Rust - Removing values

2023-01-10

Previously published

This article was previously published on len-learns-rust.com. A full index of these articles can be found here.

Now that we can insert intervals into our collection we need to be able to remove them. There are three ways to remove values from our collection:

remove the first interval in the collection
remove the first value in the collection
remove an arbitrary value from the collection

The first is the easiest and the following tests show how it should work:

    #[test]
    #[should_panic(expected = "Empty!")]
    fn test_remove_first_interval_when_empty() {
        let mut intervals = Intervals::new();

        assert_eq!(intervals.is_empty(), true);

        intervals.remove_first_interval();
    }

    #[test]
    fn test_remove_first_inverval() {
        let mut intervals = Intervals::new();

        assert_eq!(intervals.insert_interval(4, 10), true);
        assert_eq!(intervals.insert_interval(12, 20), true);

        assert_eq!(intervals.dump(), "[4,10], [12,20]");

        let first = intervals.remove_first_interval();

        assert_eq!(first.lower(), 4);
        assert_eq!(first.upper(), 10);

        assert_eq!(intervals.dump(), "[12,20]");
    }

The actual code ends up a bit like this:

    pub fn remove_first_interval(&mut self) -> Interval {
        let first_it = self.intervals.iter().next();

        if let Some(first_interval) = first_it {
            let ret = first_interval.clone();

            self.intervals.remove(&ret);

            return ret;
        }

        panic!("Empty!");
    }

Unstable features

There’s actually a better way to do this, I think, which is to use the, currently unstable, `std::collections::BTreeSet<>::pop_first() method. I haven’t yet worked out how to use these features and, ideally, I’d use them in a conditional manner in the code.
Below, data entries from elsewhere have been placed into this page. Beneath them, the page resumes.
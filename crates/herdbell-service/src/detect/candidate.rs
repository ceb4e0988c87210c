//! Detector output.

use herdbell_entity::notification::{CowSummary, FeedItemSummary, NotificationType};

/// The entity a candidate is about, carrying its urgency fields.
#[derive(Debug, Clone, PartialEq)]
pub enum AffectedEntity {
    /// A feed item at or below its minimum.
    Feed(FeedItemSummary),
    /// An animal with a due or overdue event.
    Cow(CowSummary),
}

impl AffectedEntity {
    /// Identifier used in dedupe keys.
    pub fn id(&self) -> &str {
        match self {
            Self::Feed(item) => &item.id,
            Self::Cow(cow) => &cow.cow_id,
        }
    }
}

/// One entity that satisfies one detector's condition.
#[derive(Debug, Clone, PartialEq)]
pub struct Candidate {
    /// The detector that produced it.
    pub kind: NotificationType,
    /// The affected entity.
    pub entity: AffectedEntity,
}
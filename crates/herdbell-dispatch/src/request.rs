//! Queued hand-off requests.

use chrono::{DateTime, Utc};

use herdbell_core::types::{NotificationId, UserId};
use herdbell_entity::notification::{DeliveryChannel, NotificationPriority};

/// One hand-off of one notification to one channel.
#[derive(Debug, Clone, PartialEq, Eq)]
pub struct DeliveryRequest {
    /// Owner of the notification.
    pub user_id: UserId,
    /// The notification to deliver.
    pub notification_id: NotificationId,
    /// Target channel.
    pub channel: DeliveryChannel,
    /// Priority at hand-off time.
    pub priority: NotificationPriority,
    /// When the request was queued.
    pub requested_at: DateTime<Utc>,
}
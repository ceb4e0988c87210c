//! Detector set: pure functions mapping herd facts to candidates.

pub mod candidate;
pub mod cattle;
pub mod feed;
pub mod set;

pub use candidate::{AffectedEntity, Candidate};
pub use set::{Detection, DetectorSet, SkippedDetector};
//! Request context carrying the acting user and their resolved role.

use chrono::{DateTime, Utc};
use serde::{Deserialize, Serialize};

use herdbell_core::types::UserId;
use herdbell_entity::user::UserRole;

/// Context for one presentation-layer call.
///
/// The role arrives already resolved; the engine never authenticates.
#[derive(Debug, Clone, Serialize, Deserialize)]
pub struct RequestContext {
    /// The acting user's ID.
    pub user_id: UserId,
    /// The user's role at the time of the request.
    pub role: UserRole,
    /// When the request was received.
    pub request_time: DateTime<Utc>,
}

impl RequestContext {
    /// Creates a new request context.
    pub fn new(user_id: UserId, role: UserRole) -> Self {
        Self {
            user_id,
            role,
            request_time: Utc::now(),
        }
    }
}
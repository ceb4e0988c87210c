//! # herdbell-core
//!
//! Core crate for HerdBell. Contains configuration schemas, typed
//! identifiers, the clock abstraction used by every time-dependent
//! component, and the unified error system.
//!
//! This crate has **no** internal dependencies on other HerdBell crates.

pub mod config;
pub mod error;
pub mod result;
pub mod traits;
pub mod types;

pub use error::AppError;
pub use result::AppResult;
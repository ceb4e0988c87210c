//! Quiet-hour evaluation in the configured timezone.

use chrono::{DateTime, NaiveTime, Utc};
use chrono_tz::Tz;

use herdbell_entity::notification::CategorySetting;

/// Wall-clock time of day at `now` in `tz`.
fn local_time(now: DateTime<Utc>, tz: Tz) -> NaiveTime {
    now.with_timezone(&tz).time()
}

/// Whether `setting`'s quiet window is active at `now`.
pub fn is_quiet_now(setting: &CategorySetting, now: DateTime<Utc>, tz: Tz) -> bool {
    setting.is_quiet_at(local_time(now, tz))
}
//! CLI command definitions and dispatch.

pub mod config;
pub mod evaluate;
pub mod settings;

use clap::{Parser, Subcommand};

use crate::output::OutputFormat;
use herdbell_core::config::AppConfig;
use herdbell_core::error::AppError;

/// HerdBell: livestock notification engine
#[derive(Debug, Parser)]
#[command(name = "herdbell", version, about, long_about = None)]
pub struct Cli {
    /// Path to configuration file
    #[arg(short, long, global = true, default_value = "config/default.toml")]
    pub config: String,

    /// Output format
    #[arg(short, long, global = true, value_enum, default_value = "table")]
    pub format: OutputFormat,

    /// Subcommand to execute
    #[command(subcommand)]
    pub command: Commands,
}

/// Top-level commands
#[derive(Debug, Subcommand)]
pub enum Commands {
    /// Run one re-evaluation tick against a snapshot file
    Evaluate(evaluate::EvaluateArgs),
    /// Inspect notification settings
    Settings(settings::SettingsArgs),
    /// Configuration management
    Config(config::ConfigArgs),
}

impl Cli {
    /// Execute the CLI command
    pub async fn execute(&self) -> Result<(), AppError> {
        match &self.command {
            Commands::Evaluate(args) => evaluate::execute(args, &self.config, self.format).await,
            Commands::Settings(args) => settings::execute(args, self.format),
            Commands::Config(args) => config::execute(args, &self.config, self.format),
        }
    }
}

/// Helper: load configuration from file
pub fn load_config(config_path: &str) -> Result<AppConfig, AppError> {
    AppConfig::load(config_path)
}
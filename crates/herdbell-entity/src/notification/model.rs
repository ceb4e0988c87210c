//! Notification entity model.

use chrono::{DateTime, Utc};
use serde::{Deserialize, Serialize};

use herdbell_core::types::{NotificationId, UserId};

use super::category::NotificationCategory;
use super::kind::NotificationType;
use super::payload::NotificationData;
use super::priority::NotificationPriority;
use super::status::NotificationStatus;

/// A grouped, prioritized notification that has not been stored yet.
#[derive(Debug, Clone, PartialEq, Serialize, Deserialize)]
pub struct NotificationDraft {
    /// Condition type.
    #[serde(rename = "type")]
    pub kind: NotificationType,
    /// Generated title.
    pub title: String,
    /// Generated message; embeds the affected-entity count.
    pub message: String,
    /// Affected entities.
    pub data: NotificationData,
    /// Worst-case priority across the affected entities.
    pub priority: NotificationPriority,
    /// `<type>:<sorted entity ids>`.
    pub dedupe_key: String,
}

impl NotificationDraft {
    /// Category derived from the type.
    pub fn category(&self) -> NotificationCategory {
        self.kind.category()
    }

    /// More than one affected entity.
    pub fn is_grouped(&self) -> bool {
        self.data.affected_count() > 1
    }
}

/// A notification record owned by one user.
#[derive(Debug, Clone, PartialEq, Serialize, Deserialize)]
pub struct Notification {
    /// Unique notification identifier.
    pub id: NotificationId,
    /// The user this record belongs to.
    pub user_id: UserId,
    /// Condition type.
    #[serde(rename = "type")]
    pub kind: NotificationType,
    /// Category derived from the type.
    pub category: NotificationCategory,
    /// Notification title.
    pub title: String,
    /// Notification body text.
    pub message: String,
    /// Structured payload.
    pub data: NotificationData,
    /// Priority level.
    pub priority: NotificationPriority,
    /// Deterministic identity of the affected-entity set.
    pub dedupe_key: String,
    /// Lifecycle state.
    pub status: NotificationStatus,
    /// `data` holds more than one affected entity.
    pub is_grouped: bool,
    /// When the record was created.
    pub created_at: DateTime<Utc>,
    /// When the record was last mutated.
    pub updated_at: DateTime<Utc>,
    /// First time the record was read. Never cleared.
    pub read_at: Option<DateTime<Utc>>,
    /// When the record was dismissed.
    pub dismissed_at: Option<DateTime<Utc>>,
    /// Set exactly while `status == Snoozed`.
    pub snoozed_until: Option<DateTime<Utc>>,
    /// Incremented on every mutation.
    pub version: u64,
}

impl Notification {
    /// Create a fresh `Sent` record from a draft.
    pub fn from_draft(user_id: UserId, draft: NotificationDraft, now: DateTime<Utc>) -> Self {
        let is_grouped = draft.is_grouped();
        Self {
            id: NotificationId::new(),
            user_id,
            category: draft.kind.category(),
            kind: draft.kind,
            title: draft.title,
            message: draft.message,
            data: draft.data,
            priority: draft.priority,
            dedupe_key: draft.dedupe_key,
            status: NotificationStatus::Sent,
            is_grouped,
            created_at: now,
            updated_at: now,
            read_at: None,
            dismissed_at: None,
            snoozed_until: None,
            version: 1,
        }
    }

    /// Check if the notification shows in the unread list.
    pub fn is_unread(&self) -> bool {
        self.status == NotificationStatus::Sent
    }

    /// Case-insensitive substring match on title or message.
    pub fn matches_text(&self, needle: &str) -> bool {
        let needle = needle.to_lowercase();
        self.title.to_lowercase().contains(&needle) || self.message.to_lowercase().contains(&needle)
    }
}
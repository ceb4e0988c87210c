//! Integration tests for hand-off, quiet hours, and the delivery worker.

mod helpers;

use std::sync::Arc;

use chrono::Duration;
use tokio_util::sync::CancellationToken;

use herdbell_core::config::DeliveryConfig;
use herdbell_dispatch::DeliveryWorker;
use herdbell_entity::herd::HerdSnapshot;
use herdbell_entity::notification::{
    DeliveryChannel, NotificationCategory, QuietHours, SettingUpdate,
};
use herdbell_entity::user::UserRole;

use helpers::{RecordingTransport, TestApp};

fn low_feed() -> HerdSnapshot {
    let mut snapshot = HerdSnapshot::empty(helpers::as_of());
    snapshot.feed.push(helpers::feed("silage", "Silage", 5.0, 20.0));
    snapshot
}

fn kolkata(defer: bool) -> DeliveryConfig {
    DeliveryConfig {
        timezone: "Asia/Kolkata".to_string(),
        defer_during_quiet_hours: defer,
        ..DeliveryConfig::default()
    }
}

/// Admin in Kolkata; 09:00 UTC is 14:30 local, inside 14:00-15:00.
fn quiet_afternoon(defer: bool) -> TestApp {
    let app = TestApp::with_delivery(low_feed(), UserRole::Admin, kolkata(defer));
    app.settings_service()
        .update_setting(
            &app.ctx(),
            NotificationCategory::Alerts,
            &SettingUpdate {
                quiet_hours: Some(Some(QuietHours::parse("14:00", "15:00").unwrap())),
                ..SettingUpdate::default()
            },
        )
        .unwrap();
    app
}

#[tokio::test]
async fn test_outside_quiet_hours_every_channel_is_handed_off() {
    let mut app = TestApp::new(low_feed(), UserRole::Admin);
    let report = app.tick().await;
    assert_eq!(report.handed_off, 2);
    assert_eq!(report.deferred, 0);

    let channels: Vec<DeliveryChannel> = app.drain().into_iter().map(|r| r.channel).collect();
    assert_eq!(channels, vec![DeliveryChannel::InApp, DeliveryChannel::Email]);
}

#[tokio::test]
async fn test_quiet_hours_defer_external_until_window_ends() {
    let mut app = quiet_afternoon(true);

    let first = app.tick().await;
    assert_eq!(first.handed_off, 1);
    assert_eq!(first.deferred, 1);
    let channels: Vec<DeliveryChannel> = app.drain().into_iter().map(|r| r.channel).collect();
    assert_eq!(channels, vec![DeliveryChannel::InApp]);

    app.clock.advance(Duration::minutes(20));
    let still_quiet = app.tick().await;
    assert_eq!(still_quiet.handed_off, 0);
    assert!(app.drain().is_empty());

    app.clock.advance(Duration::minutes(11));
    let after = app.tick().await;
    assert_eq!(after.handed_off, 1);
    let channels: Vec<DeliveryChannel> = app.drain().into_iter().map(|r| r.channel).collect();
    assert_eq!(channels, vec![DeliveryChannel::Email]);

    // Delivered once, never again.
    app.tick().await;
    assert!(app.drain().is_empty());
    assert!(app.dispatcher.pending().is_empty());
}

#[tokio::test]
async fn test_deferred_hand_off_survives_restart() {
    let mut app = quiet_afternoon(true);
    assert_eq!(app.tick().await.deferred, 1);
    app.drain();

    let mut resumed = app.restart(kolkata(true)).await;
    assert_eq!(resumed.dispatcher.pending().len(), 1);

    resumed.clock.advance(Duration::minutes(31));
    let report = resumed.tick().await;
    assert_eq!(report.created, 0);
    assert_eq!(report.handed_off, 1);
    let channels: Vec<DeliveryChannel> = resumed.drain().into_iter().map(|r| r.channel).collect();
    assert_eq!(channels, vec![DeliveryChannel::Email]);
    assert!(resumed.dispatcher.pending().is_empty());
}

#[tokio::test]
async fn test_deferred_hand_off_dropped_once_read() {
    let mut app = quiet_afternoon(true);
    app.tick().await;
    app.drain();

    let service = app.notification_service();
    let id = service.list_unread(&app.ctx()).await[0].id;
    service.mark_as_read(&app.ctx(), id).await.unwrap();

    app.clock.advance(Duration::hours(1));
    let report = app.tick().await;
    assert_eq!(report.deferred_dropped, 1);
    assert!(app.drain().is_empty());
}

#[tokio::test]
async fn test_quiet_hours_without_deferral_drop_external() {
    let mut app = quiet_afternoon(false);
    let report = app.tick().await;
    assert_eq!(report.handed_off, 1);
    assert_eq!(report.deferred, 0);
    assert!(app.dispatcher.pending().is_empty());

    app.clock.advance(Duration::hours(1));
    app.tick().await;
    let channels: Vec<DeliveryChannel> = app.drain().into_iter().map(|r| r.channel).collect();
    assert_eq!(channels, vec![DeliveryChannel::InApp]);
}

#[tokio::test]
async fn test_full_queue_drops_without_blocking() {
    let mut app = TestApp::with_delivery(
        low_feed(),
        UserRole::Admin,
        DeliveryConfig {
            queue_capacity: 1,
            ..DeliveryConfig::default()
        },
    );
    let report = app.tick().await;
    assert_eq!(report.handed_off, 1);
    assert_eq!(report.dropped, 1);
    assert_eq!(app.drain().len(), 1);
}

#[tokio::test]
async fn test_worker_delivers_queued_hand_offs_on_shutdown() {
    let mut app = TestApp::new(low_feed(), UserRole::Admin);
    app.tick().await;

    let transport = Arc::new(RecordingTransport::default());
    let receiver = app.receiver.take().unwrap();
    let cancel = CancellationToken::new();
    let worker = tokio::spawn(DeliveryWorker::new(receiver, transport.clone()).run(cancel.clone()));

    cancel.cancel();
    worker.await.unwrap();

    let id = app.notifications.list_unread(app.user).await[0].id;
    assert_eq!(
        transport.delivered(),
        vec![(id, DeliveryChannel::InApp), (id, DeliveryChannel::Email)]
    );
}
Next is the removal of the first value in the collection. This is, effectively, lower from the first interval. There are a few more tests for this one:

    #[test]
    #[should_panic(expected = "Empty!")]
    fn test_remove_first_value_when_empty() {
        let mut intervals = Intervals::new();

        assert_eq!(intervals.is_empty(), true);

        intervals.remove_first_value();
    }

    #[test]
    fn test_remove_first_value() {
        let mut intervals = Intervals::new();

        assert_eq!(intervals.insert_interval(4, 10), true);
        assert_eq!(intervals.insert_interval(12, 20), true);

        assert_eq!(intervals.dump(), "[4,10], [12,20]");

        assert_eq!(intervals.remove_first_value(), 4);

        assert_eq!(intervals.dump(), "[5,10], [12,20]");
    }

    #[test]
    fn test_remove_first_value_consumes_first_interval() {
        let mut intervals = Intervals::new();

        assert_eq!(intervals.insert_interval(4, 5), true);
        assert_eq!(intervals.insert_interval(12, 20), true);

        assert_eq!(intervals.dump(), "[4,5], [12,20]");

        assert_eq!(intervals.remove_first_value(), 4);

        assert_eq!(intervals.dump(), "[5], [12,20]");

        assert_eq!(intervals.remove_first_value(), 5);

        assert_eq!(intervals.dump(), "[12,20]");
    }

    #[test]
    fn test_remove_first_value_to_remove_all_values() {
        let mut intervals = Intervals::new();

        assert_eq!(intervals.insert_interval(u8::MIN, u8::MAX), true);

        assert_eq!(intervals.dump(), "[0,255]");

        for i in u8::MIN..u8::MAX {
            assert_eq!(intervals.remove_first_value(), i);
        }
        assert_eq!(intervals.remove_first_value(), u8::MAX);

        assert_eq!(intervals.dump(), "");
    }

The actual code to do the work is pretty simple and builds on removing the first interval.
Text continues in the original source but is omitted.